BRIEF DESCRIPTION OF THE DRAWINGS

[0017] These and other features, aspects, and advantages of the present invention will become better understood with regard to the following description, appended claims, and accompanying drawings where:
Figure 1 illustrates an isometric view of a security system for prisoner transport vehicles.

DETAILED DESCRIPTION OF THE INVENTION

[0018] The following description includes the preferred best mode of one embodiment of the present invention. It will be clear from this description of the invention that the invention is not limited to these illustrated embodiments but that the invention also includes a variety of modifications and embodiments thereto. Therefore, the present description should be seen as illustrative and not limiting. While the invention is susceptible to various modifications and alternative constructions, it should be understood, that there is no intention to limit the invention to the specific form disclosed, but, on the contrary, the invention is to cover all modifications, alternative constructions, and equivalents falling within the spirit and scope of the invention as defined in the claims.

[0019] In any embodiment described herein, the open-ended terms "comprising," "comprises,” and the like (which are synonymous with "including," "having” and "characterized by") may be replaced by the respective partially closed phrases "consisting essentially of," consists essentially of," and the like or the respective closed phrases "consisting of," "consists of, the like.

[0020] As used herein, the singular forms “a,” “an,” and “the” designate both the singular and the plural, unless expressly stated to designate the singular only.

[0021] The present invention relates to a security system for prisoner transport vehicles that ensures safe transport of prisoners to secure and controlled transit, and provide automatic response to detected threats by controlling prisoner movement and securely preventing unauthorized access to exit points during vehicle transit operations.

[0022] Referring to Figure 1, an isometric view of a security system for prisoner transport vehicles is illustrated, comprising a containment cage unit 101 mounted on a ceiling portion of a prisoner transport vehicle via a motorized dual-axis slider 102, the containment cage unit 101 includes a set of collapsible rectangular sheets 103 supported by telescopic arms 104 and a motorized cascade assembly 105, a pair of telescopic push-plate units housed on opposing sidewalls of the prisoner compartment, each comprising linear actuator-driven telescopic links 106.

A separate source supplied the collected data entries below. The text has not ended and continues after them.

use std::cmp::Reverse;

use serde::Serialize;

use crate::phrases::{PhraseRules, extract_phrases};

/// One article as handed to the engine. The engine never creates or deletes
/// articles; it only proposes a rewritten body.
#[derive(Debug, Clone, PartialEq, Eq)]
pub struct Article {
    pub slug: String,
    pub title: String,
    pub body: String,
}

/// A phrase eligible for insertion, pointing at the article it was derived
/// from.
#[derive(Debug, Clone, PartialEq, Eq, Serialize)]
pub struct Candidate {
    pub phrase: String,
    pub target_slug: String,
}

/// The corpus-wide phrase index: every article's anchor phrases flattened
/// into a single sequence sorted by phrase character count descending.
///
/// The sort is stable, so candidates of equal length keep corpus enumeration
/// order. This single global ordering is what every per-article injection
/// consumes, which keeps link priority consistent regardless of the order in
/// which articles are processed.
#[derive(Debug, Clone, Default)]
pub struct CorpusIndex {
    candidates: Vec<Candidate>,
}

impl CorpusIndex {
    pub fn build(articles: &[Article], rules: &PhraseRules) -> Self {
        let mut candidates = Vec::new();
        for article in articles {
            if article.title.trim().is_empty() {
                continue;
            }
            for phrase in extract_phrases(&article.title, rules) {
                candidates.push(Candidate {
                    phrase,
                    target_slug: article.slug.clone(),
                });
            }
        }
        candidates.sort_by_cached_key(|candidate| Reverse(candidate.phrase.chars().count()));
        Self { candidates }
    }

    pub fn candidates(&self) -> &[Candidate] {
        &self.candidates
    }

    /// Filtered view over the shared index that drops candidates targeting
    /// the given article. Self-links are structurally impossible for the
    /// consumer of this view; the index itself is never mutated.
    pub fn candidates_excluding<'a>(
        &'a self,
        slug: &'a str,
    ) -> impl Iterator<Item = &'a Candidate> {
        self.candidates
            .iter()
            .filter(move |candidate| candidate.target_slug != slug)
    }

    pub fn len(&self) -> usize {
        self.candidates.len()
    }

    pub fn is_empty(&self) -> bool {
        self.candidates.is_empty()
    }
}

#[cfg(test)]
mod tests {
    use super::{Article, CorpusIndex};
    use crate::phrases::PhraseRules;

    fn article(slug: &str, title: &str) -> Article {
        Article {
            slug: slug.to_string(),
            title: title.to_string(),
            body: String::new(),
        }
    }

    fn build(articles: &[Article]) -> CorpusIndex {
        CorpusIndex::build(articles, &PhraseRules::for_locale("de"))
    }

    #[test]
    fn global_order_is_longest_first() {
        let index = build(&[
            article("a", "Birria Tacos"),
            article("b", "Mexikanische Spezialitäten Catering"),
        ]);
        let lengths: Vec<usize> = index
            .candidates()
            .iter()
            .map(|c| c.phrase.chars().count())
            .collect();
        let mut sorted = lengths.clone();
        sorted.sort_by(|l, r| r.cmp(l));
        assert_eq!(lengths, sorted);
    }

    #[test]
    fn equal_lengths_keep_corpus_order() {
        // Both titles yield one 12-char bigram; the first article wins.
        let index = build(&[
            article("first", "Birria Tacos"),
            article("second", "Super Pizzas"),
        ]);
        let pair: Vec<&str> = index
            .candidates()
            .iter()
            .map(|c| c.target_slug.as_str())
            .collect();
        assert_eq!(pair, vec!["first", "second"]);
    }

    #[test]
    fn empty_titles_contribute_nothing() {
        let index = build(&[article("a", "   "), article("b", "Birria Tacos")]);
        assert_eq!(index.len(), 1);
        assert_eq!(index.candidates()[0].target_slug, "b");
    }

    #[test]
    fn excluding_drops_self_targets_without_mutation() {
        let index = build(&[article("a", "Birria Tacos"), article("b", "Super Pizzas")]);
        let for_a: Vec<&str> = index
            .candidates_excluding("a")
            .map(|c| c.target_slug.as_str())
            .collect();
        assert_eq!(for_a, vec!["b"]);
        // shared index keeps both entries
        assert_eq!(index.len(), 2);
    }

    #[test]
    fn title_phrases_flatten_per_article() {
        let index = build(&[article("a", "Birria Tacos Rezept")]);
        assert!(index.len() > 1);
        assert!(index.candidates().iter().all(|c| c.target_slug == "a"));
    }
}
use std::collections::BTreeSet;

/// Function words and generic marketing vocabulary that never make good
/// anchor text on their own. German first; the corpus this tool grew up on
/// is a German-language blog.
const STOPWORDS_DE: &[&str] = &[
    "und", "oder", "der", "die", "das", "den", "dem", "des", "ein", "eine", "einen", "einem",
    "einer", "eines", "mit", "für", "von", "vom", "zum", "zur", "auf", "aus", "bei", "nach",
    "über", "unter", "gegen", "ohne", "durch", "wie", "was", "wer", "wann", "warum", "ist",
    "sind", "war", "waren", "wird", "werden", "wurde", "wurden", "kann", "können", "muss",
    "müssen", "soll", "sollen", "will", "wollen", "hat", "haben", "hatte", "hatten", "nicht",
    "auch", "noch", "nur", "schon", "mehr", "sehr", "alle", "alles", "beim", "ins", "ans",
    "als", "dass", "sich", "ihre", "ihr", "sein", "seine", "uns", "euch", "man", "hier",
    "dort", "dann", "denn", "aber", "wenn", "weil", "gefunden", "finden", "machen", "gibt",
    "beste", "bester", "bestes", "besten", "gute", "guter", "gutes", "guten", "neue", "neuer",
    "neues", "neuen", "top", "tipp", "tipps", "guide", "ratgeber", "ultimative", "perfekte",
    "einfach", "schnell", "jetzt", "heute",
];

/// Long generic compound nouns that clear the compound-single length bar but
/// still say nothing specific about an article.
const COMPOUND_STOPWORDS_DE: &[&str] = &[
    "informationen",
    "dienstleistungen",
    "möglichkeiten",
    "veranstaltungen",
    "empfehlungen",
    "unternehmen",
    "erfahrungen",
];

const STOPWORDS_EN: &[&str] = &[
    "the", "and", "for", "with", "from", "that", "this", "have", "has", "had", "was", "were",
    "are", "is", "been", "being", "will", "would", "can", "could", "should", "all", "any",
    "our", "your", "their", "its", "not", "also", "more", "most", "very", "much", "many",
    "how", "why", "what", "when", "where", "who", "which", "than", "then", "over", "under",
    "into", "about", "after", "before", "you", "get", "best", "great", "good", "new", "top",
    "tip", "tips", "guide", "ultimate", "easy", "quick", "complete", "now", "today",
];

const COMPOUND_STOPWORDS_EN: &[&str] = &[
    "information",
    "professional",
    "introduction",
    "understanding",
    "organization",
];

/// Accented letters treated as part of the phrase alphabet alongside ASCII
/// letters. Everything else becomes a token separator.
const ALPHABET_EXTRAS: &[char] = &[
    'ä', 'ö', 'ü', 'ß', 'é', 'è', 'ê', 'á', 'à', 'â', 'í', 'ì', 'î', 'ó', 'ò', 'ô', 'ú', 'ù',
    'û', 'ñ', 'ç',
];

/// Tuning knobs for phrase extraction. These are corpus- and language-specific
/// heuristics, so they are carried as data rather than hard-coded in the
/// extraction routine.
#[derive(Debug, Clone, PartialEq, Eq)]
pub struct PhraseRules {
    /// Tokens strictly shorter than this are dropped after normalization.
    pub min_token_len: usize,
    /// A bigram qualifies when the first token is at least this long...
    pub bigram_first_min: usize,
    /// ...or the second token is at least this long.
    pub bigram_second_min: usize,
    /// A trigram qualifies only when all three tokens are at least this long.
    pub trigram_min: usize,
    /// A single token qualifies as a compound-noun phrase at this length.
    pub compound_min: usize,
    pub alphabet_extras: Vec<char>,
    pub stopwords: BTreeSet<String>,
    pub compound_stopwords: BTreeSet<String>,
}

impl PhraseRules {
    pub fn for_locale(locale: &str) -> Self {
        let (stop, compound_stop) = match locale.trim().to_lowercase().as_str() {
            "en" => (STOPWORDS_EN, COMPOUND_STOPWORDS_EN),
            _ => (STOPWORDS_DE, COMPOUND_STOPWORDS_DE),
        };
        Self {
            min_token_len: 3,
            bigram_first_min: 4,
            bigram_second_min: 5,
            trigram_min: 4,
            compound_min: 12,
            alphabet_extras: ALPHABET_EXTRAS.to_vec(),
            stopwords: stop.iter().map(|word| word.to_string()).collect(),
            compound_stopwords: compound_stop.iter().map(|word| word.to_string()).collect(),
        }
    }

    fn is_alphabet_char(&self, ch: char) -> bool {
        ch.is_ascii_alphabetic() || self.alphabet_extras.contains(&ch)
    }
}

impl Default for PhraseRules {
    fn default() -> Self {
        Self::for_locale("de")
    }
}

/// Derive candidate anchor phrases from an article title.
///
/// The returned phrases are lowercase, whitespace-normalized, deduplicated,
/// and sorted by character count descending; equal-length phrases keep their
/// generation order (bigrams, then trigrams, then compound singles, each in
/// token order), so the output is fully deterministic. A title that filters
/// down to nothing yields an empty set, never an error.
pub fn extract_phrases(title: &str, rules: &PhraseRules) -> Vec<String> {
    let headline = title.split(':').next().unwrap_or(title);
    let tokens = tokenize_headline(headline, rules);

    let mut seen = BTreeSet::new();
    let mut phrases = Vec::new();
    let mut push = |phrase: String, out: &mut Vec<String>| {
        if seen.insert(phrase.clone()) {
            out.push(phrase);
        }
    };

    for pair in tokens.windows(2) {
        if char_len(&pair[0]) >= rules.bigram_first_min
            || char_len(&pair[1]) >= rules.bigram_second_min
        {
            push(format!("{} {}", pair[0], pair[1]), &mut phrases);
        }
    }

    for triple in tokens.windows(3) {
        if triple.iter().all(|token| char_len(token) >= rules.trigram_min) {
            push(format!("{} {} {}", triple[0], triple[1], triple[2]), &mut phrases);
        }
    }

    for token in &tokens {
        if char_len(token) >= rules.compound_min && !rules.compound_stopwords.contains(token) {
            push(token.clone(), &mut phrases);
        }
    }

    // Stable sort: longer phrases are more specific and must be attempted
    // first by the injector; ties keep generation order.
    phrases.sort_by_cached_key(|phrase| std::cmp::Reverse(char_len(phrase)));
    phrases
}

/// Lowercase the headline, map every non-alphabet character to a space, and
/// split into tokens, dropping short tokens and stopwords.
fn tokenize_headline(headline: &str, rules: &PhraseRules) -> Vec<String> {
    let mut normalized = String::with_capacity(headline.len());
    for ch in headline.to_lowercase().chars() {
        if rules.is_alphabet_char(ch) {
            normalized.push(ch);
        } else {
            normalized.push(' ');
        }
    }

    normalized
        .split_whitespace()
        .filter(|token| char_len(token) >= rules.min_token_len)
        .filter(|token| !rules.stopwords.contains(*token))
        .map(ToString::to_string)
        .collect()
}

fn char_len(text: &str) -> usize {
    text.chars().count()
}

[0023] Figure 1 further illustrates a push plate 107 attached to the telescopic links 106 a gate blocker unit integrated within the transport vehicle, comprises of a set of telescopic barrier rods 108 housed within wall-mounted cabinets 109 installed on both sides of the rear exit doors, a vehicle shielding unit integrated on the vehicle, comprises a plurality of motorized rollers 110 wrapped with a sheet formed from from Kevlar-composite material and a high-power LED (light emitting diode) spotlight 111 mounted on a motorized telescopic pole 112 and pan-tilt rotary gimbal 113 on the vehicle roof.

[0024] The system disclosed in the present invention includes a containment cage unit 101 mounted on a ceiling portion of a prisoner transport vehicle. The containment cage is mounted via a motorized dual-axis slider 102 to enable smooth movement along both X and Y axes within the vehicle. The cage unit 101 includes a set of collapsible rectangular sheets 103 supported by telescopic arms 104 and a motorized cascade assembly 105, enabling compact storage when not in use and rapid deployment when needed.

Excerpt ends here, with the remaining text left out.